The central bank reduced the reverse repo rate - the rate at which banks park their fund with the central bank - by 25 basis points to 3.75 percent.
This will encourage banks to lend to the productive sectors of the economy.
With regard to other measures, Das said RBI will begin with giving an additional Rs 50,000 crore through targeted long-term repo operation (TLTRO) to be undertaken in tranches.
Besides, he announced a re-financing window of Rs 50,000 crore for financial institutions like Nabard, National Housing Bank and Sidbi.
He further said surplus liquidity in the banking system has increased substantially as result of the central bank's actions.
Stating that the RBI is monitoring the situation developing out of COVID-19 outbreak, he noted that the contraction in exports in March at 34.6 percent was much more severe than global financial crisis of 2008-09.
Union Minister Piyush Goyal tweeted, "RBI Governor’s announcement to do “whatever it takes” is a massive confidence booster for the economy.
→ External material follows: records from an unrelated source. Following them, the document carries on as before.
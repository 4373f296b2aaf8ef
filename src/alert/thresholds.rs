//! Hazard threshold scoring.
//!
//! `score` is the one rule engine in the service. The hybrid predictor uses
//! it as its fallback and as the explanation for model decisions, and the
//! trainer uses it to label every training row, so there is exactly one
//! implementation to keep in step.

use serde::{Deserialize, Serialize};

use crate::model::CanonicalFeatureRecord;

/// Accumulated score at or above which a record counts as a hazard event.
pub const EVENT_SCORE_THRESHOLD: f64 = 2.0;

/// Bonus added when rain and wind both clear their second tier.
pub const STORM_COMBINATION_BONUS: f64 = 1.0;

pub const TAG_STORM_COMBINATION: &str = "rain + wind (possible storm)";

// ---------------------------------------------------------------------------
// Threshold table
// ---------------------------------------------------------------------------

/// Breakpoints for the four scored factors.
///
/// Precipitation, wind and heat breakpoints ascend (`value >= breakpoint`
/// enters a tier); pressure breakpoints descend (`value <= breakpoint`).
/// The fixed-size arrays make "exactly four tiers" a type-level guarantee;
/// ordering is checked by `validate`.
#[derive(Debug, Clone, Copy, PartialEq, Serialize, Deserialize)]
#[serde(default)]
pub struct HazardThresholds {
    pub precipitation_mm: [f64; 4],
    pub wind_speed_ms: [f64; 4],
    pub temp_heat_c: [f64; 4],
    pub pressure_hpa: [f64; 4],
}

impl Default for HazardThresholds {
    fn default() -> Self {
        HazardThresholds {
            precipitation_mm: [10.0, 30.0, 50.0, 100.0],
            wind_speed_ms: [8.0, 12.0, 17.0, 25.0],
            temp_heat_c: [32.0, 35.0, 38.0, 41.0],
            pressure_hpa: [1000.0, 990.0, 975.0, 960.0],
        }
    }
}

impl HazardThresholds {
    /// Checks that every table is strictly monotonic in its scoring
    /// direction and finite.
    pub fn validate(&self) -> Result<(), String> {
        let ascending = [
            ("precipitation_mm", &self.precipitation_mm),
            ("wind_speed_ms", &self.wind_speed_ms),
            ("temp_heat_c", &self.temp_heat_c),
        ];
        for (name, table) in ascending {
            if table.iter().any(|v| !v.is_finite()) {
                return Err(format!("{} contains a non-finite breakpoint", name));
            }
            if !table.windows(2).all(|w| w[0] < w[1]) {
                return Err(format!("{} must be strictly ascending: {:?}", name, table));
            }
        }
        if self.pressure_hpa.iter().any(|v| !v.is_finite()) {
            return Err("pressure_hpa contains a non-finite breakpoint".to_string());
        }
        if !self.pressure_hpa.windows(2).all(|w| w[0] > w[1]) {
            return Err(format!(
                "pressure_hpa must be strictly descending: {:?}",
                self.pressure_hpa
            ));
        }
        Ok(())
    }
}

// ---------------------------------------------------------------------------
// Factor tables
// ---------------------------------------------------------------------------

/// Contribution and tag per tier, lowest tier first.
struct Factor {
    weights: [f64; 4],
    tags: [&'static str; 4],
}

const PRECIPITATION: Factor = Factor {
    weights: [1.0, 2.0, 3.0, 4.0],
    tags: ["light rain", "moderate rain", "heavy rain", "extreme rain"],
};

const WIND: Factor = Factor {
    weights: [1.0, 1.5, 2.5, 3.0],
    tags: ["moderate wind", "strong wind", "very strong wind", "extreme wind"],
};

const HEAT: Factor = Factor {
    weights: [1.0, 1.5, 2.5, 3.0],
    tags: ["hot", "very hot", "severe heat", "extreme heat"],
};

const PRESSURE: Factor = Factor {
    weights: [1.0, 1.5, 2.5, 3.0],
    tags: ["moderate low pressure", "low pressure", "very low pressure", "cyclone pressure"],
};

/// Tag vocabulary per factor, lowest tier first. The classifier matches
/// against these.
pub const PRECIPITATION_TAGS: [&str; 4] = PRECIPITATION.tags;
pub const WIND_TAGS: [&str; 4] = WIND.tags;
pub const HEAT_TAGS: [&str; 4] = HEAT.tags;
pub const PRESSURE_TAGS: [&str; 4] = PRESSURE.tags;

/// Highest tier index (0..=3) whose breakpoint is met, evaluated top-down.
fn tier_at_or_above(value: f64, breakpoints: &[f64; 4]) -> Option<usize> {
    (0..4).rev().find(|&i| value >= breakpoints[i])
}

fn tier_at_or_below(value: f64, breakpoints: &[f64; 4]) -> Option<usize> {
    (0..4).rev().find(|&i| value <= breakpoints[i])
}

// ---------------------------------------------------------------------------
// Scoring
// ---------------------------------------------------------------------------

/// Result of running the rule engine over one record.
#[derive(Debug, Clone, PartialEq, Serialize)]
pub struct HazardScore {
    pub event: bool,
    /// Tags in factor order: rain, wind, heat, pressure, combination.
    pub hazards: Vec<String>,
    pub score: f64,
}

/// Scores a record against the threshold table.
///
/// Each factor contributes only its highest met tier. The storm bonus is
/// independent of the individual tier contributions. Deterministic: the same
/// record and table always give the same result.
pub fn score(record: &CanonicalFeatureRecord, thresholds: &HazardThresholds) -> HazardScore {
    let mut total = 0.0;
    let mut hazards = Vec::new();

    let mut apply = |tier: Option<usize>, factor: &Factor| {
        if let Some(i) = tier {
            total += factor.weights[i];
            hazards.push(factor.tags[i].to_string());
        }
    };

    let rain = record.precipitation_mm;
    let wind = record.wind_speed_ms;

    apply(tier_at_or_above(rain, &thresholds.precipitation_mm), &PRECIPITATION);
    apply(tier_at_or_above(wind, &thresholds.wind_speed_ms), &WIND);
    apply(tier_at_or_above(record.temp_max_c, &thresholds.temp_heat_c), &HEAT);
    apply(tier_at_or_below(record.pressure_hpa, &thresholds.pressure_hpa), &PRESSURE);

    if rain >= thresholds.precipitation_mm[1] && wind >= thresholds.wind_speed_ms[1] {
        total += STORM_COMBINATION_BONUS;
        hazards.push(TAG_STORM_COMBINATION.to_string());
    }

    HazardScore {
        event: total >= EVENT_SCORE_THRESHOLD,
        hazards,
        score: total,
    }
}

// ---------------------------------------------------------------------------
// Tests
// ---------------------------------------------------------------------------
pub mod openweather;
pub mod weatherlink;

use reqwest::blocking::RequestBuilder;
use serde::Serialize;
use serde_json::Value;

use crate::model::{FetchError, SourceKind};

/// Spacing of forecast points requested from a source.
#[derive(Debug, Clone, Copy, PartialEq, Eq, Serialize)]
#[serde(rename_all = "snake_case")]
pub enum ForecastResolution {
    Hourly,
    ThreeHourly,
}

impl ForecastResolution {
    pub fn interval_hours(&self) -> u64 {
        match self {
            ForecastResolution::Hourly => 1,
            ForecastResolution::ThreeHourly => 3,
        }
    }

    pub fn as_str(&self) -> &'static str {
        match self {
            ForecastResolution::Hourly => "hourly",
            ForecastResolution::ThreeHourly => "three_hourly",
        }
    }
}

/// A provider of raw weather payloads.
///
/// Payloads are returned untouched; `analysis::features::normalize` turns
/// them into canonical records using `kind()` to pick the field mapping.
pub trait WeatherSource: Send + Sync {
    fn kind(&self) -> SourceKind;

    /// Latest observation as a single payload object.
    fn fetch_current(&self) -> Result<Value, FetchError>;

    /// Forecast points in time order. `count` caps the number of points
    /// when the provider supports it.
    fn fetch_forecast(
        &self,
        resolution: ForecastResolution,
        count: Option<usize>,
    ) -> Result<Vec<Value>, FetchError>;
}

/// Sends a prepared request and decodes the JSON body, mapping non-2xx
/// statuses through `FetchError::from_status`.
pub(crate) fn send_json(request: RequestBuilder) -> Result<Value, FetchError> {
    let response = request.header("Accept", "application/json").send()?;

    let status = response.status();
    if !status.is_success() {
        return Err(FetchError::from_status(status.as_u16()));
    }

    response
        .json::<Value>()
        .map_err(|e| FetchError::ParseError(e.to_string()))
}

/// Builds the shared blocking client with the configured timeout.
pub(crate) fn build_http_client(timeout_secs: u64) -> Result<reqwest::blocking::Client, FetchError> {
    reqwest::blocking::Client::builder()
        .timeout(std::time::Duration::from_secs(timeout_secs))
        .build()
        .map_err(|e| FetchError::RequestFailed(e.to_string()))
}
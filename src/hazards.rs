/// Hazard type registry for the hazard prediction service.
///
/// Defines every hazard category the classifier can emit along with the
/// notification text sent for it. This is the single source of truth for
/// alert wording; the scheduler and the alert sinks look templates up here
/// rather than formatting their own.

use crate::model::HazardType;

// ---------------------------------------------------------------------------
// Template metadata
// ---------------------------------------------------------------------------

/// Notification wording for one hazard category.
pub struct HazardTemplate {
    pub hazard_type: HazardType,
    /// Short in-app title.
    pub title: &'static str,
    /// Full in-app message body.
    pub message: &'static str,
    /// SMS variant, short enough for a single segment.
    pub sms: &'static str,
}

/// Every alertable hazard category, in classifier priority order.
/// `HazardType::None` is intentionally absent: it never produces an alert.
pub static HAZARD_REGISTRY: &[HazardTemplate] = &[
    HazardTemplate {
        hazard_type: HazardType::TropicalCyclone,
        title: "Tropical Cyclone Alert",
        message: "A tropical cyclone has been detected. Please secure your property \
                  and follow official instructions.",
        sms: "TYPHOON ALERT: Tropical cyclone detected. Secure property and follow official instructions.",
    },
    HazardTemplate {
        hazard_type: HazardType::TropicalStorm,
        title: "Tropical Storm Warning",
        message: "A tropical storm is likely in your area. Expect strong winds and \
                  heavy rain. Stay safe indoors.",
        sms: "STORM WARNING: Strong winds & heavy rain expected. Stay indoors.",
    },
    HazardTemplate {
        hazard_type: HazardType::FloodRisk,
        title: "Flood Risk Warning",
        message: "Heavy rain detected. Flooding may occur in low-lying areas. Stay \
                  alert and prepare to evacuate if necessary.",
        sms: "FLOOD ALERT: Heavy rain detected. Prepare for possible flooding in low areas.",
    },
    HazardTemplate {
        hazard_type: HazardType::Windstorm,
        title: "Strong Winds Detected",
        message: "Very strong winds are expected. Secure loose objects and avoid \
                  unnecessary travel.",
        sms: "STRONG WINDS: Secure objects & avoid travel. Stay safe.",
    },
    HazardTemplate {
        hazard_type: HazardType::Heatwave,
        title: "Heatwave Alert",
        message: "High temperatures detected. Stay hydrated, avoid direct sunlight, \
                  and check on vulnerable individuals.",
        sms: "HEATWAVE: High temp alert. Stay hydrated & avoid sun.",
    },
    HazardTemplate {
        hazard_type: HazardType::PossibleCyclone,
        title: "Cyclone Risk",
        message: "Very low pressure detected. Cyclone may develop. Stay tuned for updates.",
        sms: "CYCLONE RISK: Low pressure. Monitor for updates.",
    },
    HazardTemplate {
        hazard_type: HazardType::LowPressure,
        title: "Low Pressure Advisory",
        message: "A low pressure system is present. Weather may change rapidly.",
        sms: "LOW PRESSURE: Weather may change. Stay alert.",
    },
    HazardTemplate {
        hazard_type: HazardType::GeneralHazard,
        title: "Weather Hazard Detected",
        message: "Unusual hazardous weather conditions detected. Please monitor updates.",
        sms: "WEATHER ALERT: Hazardous conditions detected. Monitor updates.",
    },
];

/// Looks up the template for a hazard type. Returns `None` for
/// `HazardType::None`.
pub fn find_template(hazard_type: HazardType) -> Option<&'static HazardTemplate> {
    HAZARD_REGISTRY.iter().find(|t| t.hazard_type == hazard_type)
}

/// Template used when a caller asks for a type the registry lacks.
pub fn template_or_general(hazard_type: HazardType) -> &'static HazardTemplate {
    find_template(hazard_type)
        .or_else(|| find_template(HazardType::GeneralHazard))
        .unwrap_or(&HAZARD_REGISTRY[HAZARD_REGISTRY.len() - 1])
}

/// Every hazard type that can raise an alert.
pub fn alertable_types() -> Vec<HazardType> {
    HAZARD_REGISTRY.iter().map(|t| t.hazard_type).collect()
}

// ---------------------------------------------------------------------------
// Tests
// ---------------------------------------------------------------------------
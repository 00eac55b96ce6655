//! Result data types: the open facts mapping and the emitted execution result.

use serde::Serialize;
use serde_json::{Map, Value};

/// Open mapping of fact name to value, in the order the transport produced it.
pub type FactsRecord = Map<String, Value>;

/// Successful outcome handed to the caller. Never mutated after assembly.
#[derive(Debug, Clone, PartialEq, Serialize)]
pub struct ExecutionResult {
    /// Always false: gathering facts never changes device state.
    pub changed: bool,
    pub facts: FactsRecord,
    /// Console path only: the argument list the bootstrap utility was run with.
    #[serde(skip_serializing_if = "Option::is_none")]
    pub args: Option<Vec<String>>,
}

impl ExecutionResult {
    pub fn new(facts: FactsRecord) -> Self {
        Self {
            changed: false,
            facts,
            args: None,
        }
    }

    pub fn with_args(mut self, args: Vec<String>) -> Self {
        self.args = Some(args);
        self
    }
}

/// Failure document emitted instead of an [`ExecutionResult`].
#[derive(Debug, Clone, PartialEq, Serialize)]
pub struct FailureResult {
    pub failed: bool,
    pub changed: bool,
    pub msg: String,
}

impl FailureResult {
    pub fn new(msg: impl Into<String>) -> Self {
        Self {
            failed: true,
            changed: false,
            msg: msg.into(),
        }
    }
}
//! Fatal error taxonomy reported to the caller as a failure document.

use thiserror::Error;

#[derive(Debug, Error)]
pub enum FactsError {
    /// A required client or utility is absent or too old. Raised before any
    /// network activity.
    #[error("{requirement} is required: {reason}")]
    DependencyMissing { requirement: String, reason: String },

    /// The managed session could not be opened (transport or authentication).
    #[error("unable to connect to {host}: {cause}")]
    Connect { host: String, cause: String },

    /// The console bootstrap utility failed. The message is the cause verbatim.
    #[error("{0}")]
    Invocation(String),

    #[error("failed to save facts: {0:#}")]
    Persistence(anyhow::Error),

    #[error("invalid parameters: {0}")]
    Params(String),
}

impl FactsError {
    /// True for errors raised by the pre-flight check rather than at runtime.
    pub fn is_dependency_missing(&self) -> bool {
        matches!(self, Self::DependencyMissing { .. })
    }
}
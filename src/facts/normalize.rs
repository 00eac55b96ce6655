//! Rename fact keys that are not valid variable names for the consumer.

use tracing::debug;

use super::FactsRecord;

/// Redundancy indicator as reported by the device; starts with a digit.
pub const DUAL_RE_KEY: &str = "2RE";
pub const HAS_DUAL_RE_KEY: &str = "has_2RE";

/// Move `2RE` to `has_2RE`. A record without `2RE` is left untouched.
pub fn normalize(facts: &mut FactsRecord) {
    if let Some(value) = facts.remove(DUAL_RE_KEY) {
        debug!("Renaming fact {} -> {}", DUAL_RE_KEY, HAS_DUAL_RE_KEY);
        facts.insert(HAS_DUAL_RE_KEY.to_string(), value);
    }
}
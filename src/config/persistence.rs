//! Arguments file loading: JSON (wrapped or plain) and `key=value` formats.

use std::path::Path;

use anyhow::{anyhow, bail, Context, Result};
use serde_json::{Map, Value};
use tracing::{debug, info};

use crate::config::types::InvocationParameters;

/// Key under which automation frameworks wrap module arguments.
const WRAPPED_ARGS_KEY: &str = "ANSIBLE_MODULE_ARGS";
/// Framework-internal arguments injected alongside the module's own.
const INTERNAL_ARG_PREFIX: &str = "_ansible_";

pub fn load_params(path: &Path) -> Result<InvocationParameters> {
    let content = std::fs::read_to_string(path)
        .with_context(|| format!("Failed to read arguments file: {:?}", path))?;

    let params = parse_params(&content)
        .with_context(|| format!("Failed to parse arguments file: {:?}", path))?;

    info!("Loaded parameters from: {:?}", path);
    Ok(params)
}

/// Parse module arguments from a JSON document or `key=value` pairs.
pub fn parse_params(content: &str) -> Result<InvocationParameters> {
    let trimmed = content.trim();
    let mut args = if trimmed.starts_with('{') {
        let json: Value = serde_json::from_str(trimmed)?;
        match json {
            Value::Object(mut map) => match map.remove(WRAPPED_ARGS_KEY) {
                Some(Value::Object(inner)) => inner,
                Some(_) => bail!("{} must be an object", WRAPPED_ARGS_KEY),
                None => map,
            },
            _ => bail!("arguments must be a JSON object"),
        }
    } else {
        parse_key_values(trimmed)?
    };

    args.retain(|key, _| {
        let internal = key.starts_with(INTERNAL_ARG_PREFIX);
        if internal {
            debug!("Ignoring framework argument: {}", key);
        }
        !internal
    });

    // Null means "not given" for every optional field.
    args.retain(|_, value| !value.is_null());

    Ok(serde_json::from_value(Value::Object(args))?)
}

/// Split `key=value` pairs with shell quoting rules.
fn parse_key_values(content: &str) -> Result<Map<String, Value>> {
    let tokens = shell_words::split(content)
        .context("could not parse key=value arguments")?;

    let mut map = Map::new();
    for token in tokens {
        let (key, value) = token
            .split_once('=')
            .ok_or_else(|| anyhow!("expected key=value, got {:?}", token))?;
        if key.is_empty() {
            bail!("empty key in {:?}", token);
        }
        map.insert(key.to_string(), Value::String(value.to_string()));
    }
    Ok(map)
}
RBI is continuously monitoring the economy to support growth. IMF has also projected India as one of the fastest-growing countries in the current financial year."
"Given the visionary steps taken under the leadership of PM @narendramodiji to protect the lives of the people, today’s steps by RBI to support the economy will provide liquidity for growth & help India emerge as a world leader in a post-COVID-19 world," he added in another tweet.